I've been riding for more than 25 years, and have put more than 250,000 miles on motorcycles. You've gotten some good advice here, but I'll add some more from my experience. Take a Motorcycle Safety Foundation riders course before you even buy a bike. You'll learn more than you think you could in a few days.
Don't start out on a Gold Wing or a Moto Guzzi. You don't have the experience to handle a bike that large. There will come a time when you hesitate a fraction of a second, and the extra mass of a large bike will send you over the edge and onto the pavement. Get something smaller, such as a Suzuki GS500E to start with.
Do not emulate the idiots who ride around wearing beanie helmets, chaps, and t-shirts. Your protective gear is the only think keeping your flesh from coming into direct contact with asphalt.
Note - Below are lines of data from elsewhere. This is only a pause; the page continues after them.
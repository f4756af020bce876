//! Function-pointer finite state machine for speed and direction.
//!
//! ```text
//! ┌──────────────────────────────────────────────────────────────┐
//! │  StateTable                                                  │
//! │  ┌──────────┬───────────┬─────────────────┬───────────────┐  │
//! │  │ Direction│ on_enter  │ on_speed        │ on_direction  │  │
//! │  ├──────────┼───────────┼─────────────────┼───────────────┤  │
//! │  │ Brake    │ fn(ctx)   │ fn(ctx)->Option │ fn(ctx)->Opt. │  │
//! │  │ Forward  │ fn(ctx)   │ fn(ctx)->Option │ fn(ctx)->Opt. │  │
//! │  │ Backward │ fn(ctx)   │ fn(ctx)->Option │ fn(ctx)->Opt. │  │
//! │  └──────────┴───────────┴─────────────────┴───────────────┘  │
//! └──────────────────────────────────────────────────────────────┘
//! ```
//!
//! The machine is event-driven: each accepted button press calls the
//! matching handler of the **current** state.  If it returns
//! `Some(next)` and `next` differs from the current state, the engine
//! records the new direction in the context and runs `on_enter(next)`.
//! The speed level lives in the context, so the full state space is
//! `Direction × SpeedLevel`.

pub mod context;
pub mod states;

use context::MotorContext;
use log::info;

// ---------------------------------------------------------------------------
// State identity
// ---------------------------------------------------------------------------

/// H-bridge drive mode.  Doubles as the FSM state id.
#[derive(Debug, Clone, Copy, PartialEq, Eq, Hash)]
#[repr(u8)]
pub enum Direction {
    Brake = 0,
    Forward = 1,
    Backward = 2,
}

impl Direction {
    /// Total number of states: used to size the table array.
    pub const COUNT: usize = 3;

    /// Convert an index back to `Direction`.  Out-of-range indices fall
    /// back to `Brake`.
    pub fn from_index(idx: usize) -> Self {
        match idx {
            0 => Self::Brake,
            1 => Self::Forward,
            2 => Self::Backward,
            _ => {
                debug_assert!(false, "invalid state index: {idx}");
                Self::Brake
            }
        }
    }

    pub const fn is_moving(self) -> bool {
        !matches!(self, Self::Brake)
    }
}

// ---------------------------------------------------------------------------
// Function-pointer type aliases
// ---------------------------------------------------------------------------

/// Signature for `on_enter` actions.
pub type StateActionFn = fn(&mut MotorContext);

/// Signature for a button handler.
/// Returns `Some(next)` to request a transition, or `None` to stay.
pub type StateEventFn = fn(&mut MotorContext) -> Option<Direction>;

// ---------------------------------------------------------------------------
// State descriptor (one row in the table)
// ---------------------------------------------------------------------------

pub struct StateDescriptor {
    pub id: Direction,
    pub name: &'static str,
    pub on_enter: Option<StateActionFn>,
    pub on_speed: StateEventFn,
    pub on_direction: StateEventFn,
}

/// Direction before and after one event.
#[derive(Debug, Clone, Copy, PartialEq, Eq)]
pub struct Transition {
    pub from: Direction,
    pub to: Direction,
}

impl Transition {
    pub fn changed(&self) -> bool {
        self.from != self.to
    }
}

// ---------------------------------------------------------------------------
// FSM engine
// ---------------------------------------------------------------------------

pub struct MotorFsm {
    /// Fixed-size table indexed by `Direction as usize`.
    table: [StateDescriptor; Direction::COUNT],
    /// Index of the currently active state.
    current: usize,
    /// Number of transitions taken since start.
    transitions: u64,
}

impl MotorFsm {
    pub fn new(table: [StateDescriptor; Direction::COUNT], initial: Direction) -> Self {
        Self {
            table,
            current: initial as usize,
            transitions: 0,
        }
    }

    /// Run the initial `on_enter`.  Call once before the first event.
    pub fn start(&mut self, ctx: &mut MotorContext) {
        info!("FSM starting in state: {}", self.table[self.current].name);
        ctx.state.direction = self.current_state();
        if let Some(enter) = self.table[self.current].on_enter {
            enter(ctx);
        }
    }

    /// Speed button accepted.
    pub fn on_speed_event(&mut self, ctx: &mut MotorContext) -> Transition {
        let next = (self.table[self.current].on_speed)(ctx);
        self.apply(next, ctx)
    }

    /// Direction button accepted.
    pub fn on_direction_event(&mut self, ctx: &mut MotorContext) -> Transition {
        let next = (self.table[self.current].on_direction)(ctx);
        self.apply(next, ctx)
    }

    pub fn current_state(&self) -> Direction {
        Direction::from_index(self.current)
    }

    pub fn transitions(&self) -> u64 {
        self.transitions
    }

    // -----------------------------------------------------------------------
    // Internal
    // -----------------------------------------------------------------------

    fn apply(&mut self, next: Option<Direction>, ctx: &mut MotorContext) -> Transition {
        let from = self.current_state();
        if let Some(next_id) = next {
            if next_id != from {
                self.transition(next_id, ctx);
            }
        }
        Transition {
            from,
            to: self.current_state(),
        }
    }

    fn transition(&mut self, next_id: Direction, ctx: &mut MotorContext) {
        let next_idx = next_id as usize;

        info!(
            "FSM transition: {} -> {}",
            self.table[self.current].name, self.table[next_idx].name
        );

        self.current = next_idx;
        self.transitions += 1;
        ctx.state.direction = next_id;

        if let Some(enter) = self.table[self.current].on_enter {
            enter(ctx);
        }
    }
}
Buy a Snell approved full-face helmet, a leather jacket and leather pants, and riding boots that not only cover your ankles but provide enough lateral support that you cannnot bend the boot tops left and right. This will keep your ankles from shattering in an accident. Chaps are useless if you go down. Think about it. Chaps don't cover your butt, which is the most lkely portion of your lower body to slide along the pavement. Make sure you leather pants and jacket have adequate armour, including a back protector. The full-face helmet (I have an HJC) will protect your face when you go down, as well as keeping the wind, bugs, and rocks out of your eyes as you drive.
As mentioned above, wear bright clothing. You do not want to blend in with the traffic. My motorcycle is yellow, as is my helmet, and I have a yellow/black/white Vanson jacket.
Whatever you buy, after you've taken the MSF course, sign up for a motorcycle school. Reg Pridmore's (http://www.classrides.com
) school is excellent for beginning riders and travels to various locales around the United States. Don't bother with Keith Code's school or his books. He teaches some good stuff, but he also teaches too much dangerous stuff for me to recommend his schools to beginners.